§ PROVIDED MATERIAL
►
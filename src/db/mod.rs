//! Relational table access for the table editor.
//!
//! A [`TableStore`] reads one table fully into a [`RecordSet`] and replaces a
//! table wholesale. Backends: SQLite and PostgreSQL.

mod config;
mod pg;
mod sql;
mod sqlite;

use thiserror::Error;

use crate::data::model::RecordSet;

pub use self::config::{ConnectionConfig, Driver};
pub use self::pg::PostgresStore;
pub use self::sqlite::SqliteStore;

/// Driver-level failure underneath a [`DbError`].
#[derive(Debug, Error)]
pub enum BackendError {
    #[error(transparent)]
    Sqlite(#[from] rusqlite::Error),
    #[error(transparent)]
    Postgres(#[from] postgres::Error),
}

#[derive(Debug, Error)]
pub enum DbError {
    #[error("invalid connection string '{url}': {reason}")]
    InvalidUrl { url: String, reason: String },
    #[error("no database given: set a connection URL or a database name")]
    MissingDatabase,
    #[error("unsupported database driver '{0}'")]
    UnsupportedDriver(String),
    #[error("could not connect to {target}: {source}")]
    Connect {
        target: String,
        #[source]
        source: BackendError,
    },
    #[error("could not read table '{table}': {source}")]
    Read {
        table: String,
        #[source]
        source: BackendError,
    },
    #[error("could not write table '{table}': {source}")]
    Write {
        table: String,
        #[source]
        source: BackendError,
    },
}

impl DbError {
    fn read(table: &str, source: impl Into<BackendError>) -> Self {
        DbError::Read {
            table: table.to_string(),
            source: source.into(),
        }
    }

    fn write(table: &str, source: impl Into<BackendError>) -> Self {
        DbError::Write {
            table: table.to_string(),
            source: source.into(),
        }
    }
}

/// A relational store holding named tables.
pub trait TableStore {
    /// Human-readable target, safe to log (no password).
    fn describe(&self) -> String;

    /// Read every row of `table`.
    fn read_table(&mut self, table: &str) -> Result<RecordSet, DbError>;

    /// Drop `table` and recreate it from `records`, in one transaction.
    /// On error nothing is changed.
    fn replace_table(&mut self, table: &str, records: &RecordSet) -> Result<(), DbError>;
}

/// Connect to the store addressed by `config`.
pub fn open_store(config: &ConnectionConfig) -> Result<Box<dyn TableStore>, DbError> {
    log::debug!("connecting to {config}");
    let store: Box<dyn TableStore> = match config.driver {
        Driver::Sqlite => Box::new(SqliteStore::open(&config.database)?),
        Driver::Postgres => Box::new(PostgresStore::connect(config)?),
    };
    log::info!("connected to {}", store.describe());
    Ok(store)
}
◄
Which of the lines in the listing above include "DbError"? Report each of them.

/// Driver-level failure underneath a [`DbError`].
pub enum DbError {
impl DbError {
        DbError::Read {
        DbError::Write {
    fn read_table(&mut self, table: &str) -> Result<RecordSet, DbError>;
    fn replace_table(&mut self, table: &str, records: &RecordSet) -> Result<(), DbError>;
pub fn open_store(config: &ConnectionConfig) -> Result<Box<dyn TableStore>, DbError> {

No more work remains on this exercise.